(Teleborsa) -
Serie A, stop o ripartenza? Se fino a qualche giorno fa a spegnere gli entusiasmi di quanti speravano in una ripresa ci aveva pensato il
Ministro dello Sport Spadafora, piuttosto scettico sull’ipotesi, nelle ultime ore lo scenario sembra cambiato.
“Impossibile dare una data certa per la ripresa”, sottolinea il Ministro ma
si lavora in questa direzione.“Mondo dorato” per eccellenza, almeno fino a che
Covid-19 irrompesse sulla scena con la forza di uno tsunami, cambiando tutti gli equilibri, anche il
calcio stavolta trema.

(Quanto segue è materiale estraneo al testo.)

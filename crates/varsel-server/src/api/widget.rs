use axum::{
    extract::{Path, State},
    Extension, Json,
};
use serde::Serialize;

use varsel_core::catalog::ProductId;

use crate::middleware::RequestId;

use super::{ApiResponse, AppState, ResponseMeta};

/// Bootstrap payload for one product's selector: a fresh session, a nonce
/// bound to it, and the color/size options to render.
#[derive(Debug, Serialize)]
pub(super) struct WidgetData {
    session_id: String,
    nonce: String,
    product_id: ProductId,
    colors: Vec<ColorOption>,
    sizes: Vec<String>,
    /// `false` when the feed has no record for this product (or is down);
    /// the selector still renders, and every pick resolves as invalid.
    has_data: bool,
}

#[derive(Debug, Serialize)]
pub(super) struct ColorOption {
    color: String,
    /// Whether any size of this color can currently be bought.
    purchasable: bool,
    /// Sizes offered for this color, in feed order. Empty when the feed has
    /// no row for it.
    sizes: Vec<String>,
}

/// GET /api/v1/widget/{product_id} — selector bootstrap data.
pub(super) async fn get_widget(
    State(state): State<AppState>,
    Extension(req_id): Extension<RequestId>,
    Path(product_id): Path<u64>,
) -> Json<ApiResponse<WidgetData>> {
    let product_id = ProductId(product_id);
    let record = state.provider.product(product_id).await;

    let session_id = state.sessions.new_session();
    let nonce = state.sessions.issue_nonce(&session_id);

    let colors = state
        .shop
        .palette
        .iter()
        .map(|color| ColorOption {
            color: color.clone(),
            purchasable: record
                .as_ref()
                .is_some_and(|r| r.has_purchasable_size(color)),
            sizes: record
                .as_ref()
                .map(|r| r.sizes_for(color).to_vec())
                .unwrap_or_default(),
        })
        .collect();

    Json(ApiResponse {
        data: WidgetData {
            session_id,
            nonce,
            product_id,
            colors,
            sizes: state.shop.sizes.clone(),
            has_data: record.is_some(),
        },
        meta: ResponseMeta::new(req_id.0),
    })
}
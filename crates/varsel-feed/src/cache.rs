use std::sync::{Arc, Mutex};
use std::time::{Duration, Instant};

use crate::types::FeedDocument;

/// In-process cache slot for the feed document, with a fixed time-to-live.
///
/// The cache is an explicit injected object so tests can construct, prime,
/// and expire one directly. Lock discipline: the inner mutex is only ever
/// held for a field read or swap, never across I/O.
#[derive(Debug, Clone)]
pub struct FeedCache {
    ttl: Duration,
    slot: Arc<Mutex<Option<CachedFeed>>>,
}

#[derive(Debug)]
struct CachedFeed {
    document: Arc<FeedDocument>,
    fetched_at: Instant,
}

impl FeedCache {
    #[must_use]
    pub fn new(ttl: Duration) -> Self {
        Self {
            ttl,
            slot: Arc::new(Mutex::new(None)),
        }
    }

    /// Returns the cached document if a fresh entry is present.
    #[must_use]
    pub fn get(&self) -> Option<Arc<FeedDocument>> {
        self.get_at(Instant::now())
    }

    /// Stores a document stamped with the current instant and returns the
    /// shared handle to it.
    pub fn put(&self, document: FeedDocument) -> Arc<FeedDocument> {
        self.put_at(document, Instant::now())
    }

    /// Drops any cached entry, fresh or not.
    pub fn clear(&self) {
        *self.lock_slot() = None;
    }

    fn get_at(&self, now: Instant) -> Option<Arc<FeedDocument>> {
        let slot = self.lock_slot();
        let cached = slot.as_ref()?;
        if now.duration_since(cached.fetched_at) < self.ttl {
            Some(Arc::clone(&cached.document))
        } else {
            None
        }
    }

    fn put_at(&self, document: FeedDocument, now: Instant) -> Arc<FeedDocument> {
        let document = Arc::new(document);
        *self.lock_slot() = Some(CachedFeed {
            document: Arc::clone(&document),
            fetched_at: now,
        });
        document
    }

    fn lock_slot(&self) -> std::sync::MutexGuard<'_, Option<CachedFeed>> {
        self.slot
            .lock()
            .unwrap_or_else(std::sync::PoisonError::into_inner)
    }
}
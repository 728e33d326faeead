use std::collections::BTreeMap;

use rust_decimal::Decimal;
use serde::{Deserialize, Serialize};

/// Numeric product ID as it appears in the variation feed.
#[derive(
    Debug, Clone, Copy, PartialEq, Eq, PartialOrd, Ord, Hash, Serialize, Deserialize,
)]
#[serde(transparent)]
pub struct ProductId(pub u64);

impl std::fmt::Display for ProductId {
    fn fmt(&self, f: &mut std::fmt::Formatter<'_>) -> std::fmt::Result {
        write!(f, "{}", self.0)
    }
}

/// Builds the combination lookup key for a color/size pair, e.g. `"red_M"`.
#[must_use]
pub fn combination_key(color: &str, size: &str) -> String {
    format!("{color}_{size}")
}

/// One sellable color/size combination of a product.
#[derive(Debug, Clone, Serialize, Deserialize)]
pub struct Combination {
    /// Merchandising flag from the feed. A combination can be in stock but
    /// still withheld from sale.
    pub available: bool,
    /// Units on hand.
    pub stock: u32,
    /// Unit price, parsed from the feed's JSON number.
    pub price: Decimal,
    /// Combination-specific image URL, when the feed provides one.
    pub image: Option<String>,
}

impl Combination {
    /// Returns `true` if this combination can actually be bought:
    /// flagged available and with stock on hand.
    #[must_use]
    pub fn is_purchasable(&self) -> bool {
        self.available && self.stock > 0
    }
}

/// The variation record for a single product: which sizes each color comes
/// in, plus the concrete combination data keyed by `"{color}_{size}"`.
#[derive(Debug, Clone, Serialize, Deserialize)]
pub struct ProductVariations {
    /// Map from color to the sizes offered in that color.
    pub compatibility: BTreeMap<String, Vec<String>>,
    /// Map from combination key to the combination record.
    pub combinations: BTreeMap<String, Combination>,
}

impl ProductVariations {
    /// Returns the sizes offered for `color`, or an empty slice for a color
    /// the product does not come in.
    #[must_use]
    pub fn sizes_for(&self, color: &str) -> &[String] {
        self.compatibility
            .get(color)
            .map_or(&[], |sizes| sizes.as_slice())
    }

    /// Looks up the combination record for a color/size pair.
    ///
    /// This is a raw key lookup; it does not check `compatibility`. Use
    /// [`Self::is_valid`] to answer "can this be bought".
    #[must_use]
    pub fn combination(&self, color: &str, size: &str) -> Option<&Combination> {
        self.combinations.get(&combination_key(color, size))
    }

    /// Returns the combination for `color`/`size` only when it can be bought:
    /// the size is listed for that color, the record exists, and it is
    /// available with stock.
    #[must_use]
    pub fn valid_combination(&self, color: &str, size: &str) -> Option<&Combination> {
        if !self.sizes_for(color).iter().any(|s| s == size) {
            return None;
        }
        self.combination(color, size)
            .filter(|c| c.is_purchasable())
    }

    /// Returns `true` if `color`/`size` is a purchasable combination.
    #[must_use]
    pub fn is_valid(&self, color: &str, size: &str) -> bool {
        self.valid_combination(color, size).is_some()
    }

    /// Returns `true` if at least one size of `color` is purchasable.
    #[must_use]
    pub fn has_purchasable_size(&self, color: &str) -> bool {
        self.sizes_for(color)
            .iter()
            .any(|size| self.is_valid(color, size))
    }
}

#[cfg(test)]
#[path = "catalog_test.rs"]
mod tests;
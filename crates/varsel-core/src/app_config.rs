use std::net::SocketAddr;

#[derive(Debug, Clone, PartialEq, Eq)]
pub enum Environment {
    Development,
    Test,
    Production,
}

impl std::fmt::Display for Environment {
    fn fmt(&self, f: &mut std::fmt::Formatter<'_>) -> std::fmt::Result {
        match self {
            Environment::Development => write!(f, "development"),
            Environment::Test => write!(f, "test"),
            Environment::Production => write!(f, "production"),
        }
    }
}

#[derive(Clone)]
pub struct AppConfig {
    pub env: Environment,
    pub bind_addr: SocketAddr,
    pub log_level: String,
    /// Upstream URL of the variation feed document.
    pub feed_url: String,
    pub feed_request_timeout_secs: u64,
    pub feed_cache_ttl_secs: u64,
    pub feed_user_agent: String,
    /// Secret behind issued nonces. Optional here; the server decides per
    /// environment whether a missing secret is a startup error.
    pub nonce_secret: Option<String>,
    pub nonce_tick_secs: u64,
    pub currency_symbol: String,
    /// Colors the widget offers, in display order.
    pub palette: Vec<String>,
    /// Sizes the widget offers, in display order.
    pub sizes: Vec<String>,
}

impl std::fmt::Debug for AppConfig {
    fn fmt(&self, f: &mut std::fmt::Formatter<'_>) -> std::fmt::Result {
        f.debug_struct("AppConfig")
            .field("env", &self.env)
            .field("bind_addr", &self.bind_addr)
            .field("log_level", &self.log_level)
            .field("feed_url", &self.feed_url)
            .field(
                "feed_request_timeout_secs",
                &self.feed_request_timeout_secs,
            )
            .field("feed_cache_ttl_secs", &self.feed_cache_ttl_secs)
            .field("feed_user_agent", &self.feed_user_agent)
            .field(
                "nonce_secret",
                &self.nonce_secret.as_ref().map(|_| "[redacted]"),
            )
            .field("nonce_tick_secs", &self.nonce_tick_secs)
            .field("currency_symbol", &self.currency_symbol)
            .field("palette", &self.palette)
            .field("sizes", &self.sizes)
            .finish()
    }
}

Sì, perchè sono tante ancore le incognite da risolvere, anche per "l’azienda calcio" che in
Italia conta più o meno 1,4 milioni di tesserati ed altri 120.000 lavoratori che fanno parte dell’ambiente. Più che una questione di gioco, capire se
riattaccare o meno, la spina al campionato, è una imprescindibile
questione economica. E sembrerebbe che proprio in queste ore, il
calcio italiano sia finito nei radar dei private equity. Lo riporta il
Sole 24 Ore. A mettere gli occhi sulla Serie A un
gigante internazionale degli investimenti - già noto per gli investimenti nella Formula 1 e nel Sei Nazioni di rugby, che sta discutendo con la Lega Serie A per il
lancio di una iniziativa nel settore dei diritti tv, in grado di fornire per i prossimi dieci anni un flusso di liquidità alle società di calcio.Si tratta del gruppo
Cvc che avrebbe avviato discussioni preliminari per presentare una proposta, al momento ancora in fase embrionale con l’obiettivo di costituire una newco dove confluirebbero i
diritti tv a partire dal 2021, quando cioè
scadrà il contratto con Sky e Dazn.
“L’accordo potrebbe valere dieci anni – scrive il quotidiano economico – e resta da capire quanto potrebbe essere valutata la newco e quali saranno le regole di governance. La Lega calcio (e quindi le società) avrebbero comunque
subito un importante incasso cash. Poi la newco andrebbe a trattare con i broadcaster per la rivendita dei diritti”.Un' iniziativa, dunque, di lungo termine che andrà comunque misurata con i dettami della
Legge Melandri che obbliga al bando per i diritti per il prossimo triennio il cui timing risulta
ritardato rispetto alle intenzioni iniziali dei vertici della Lega.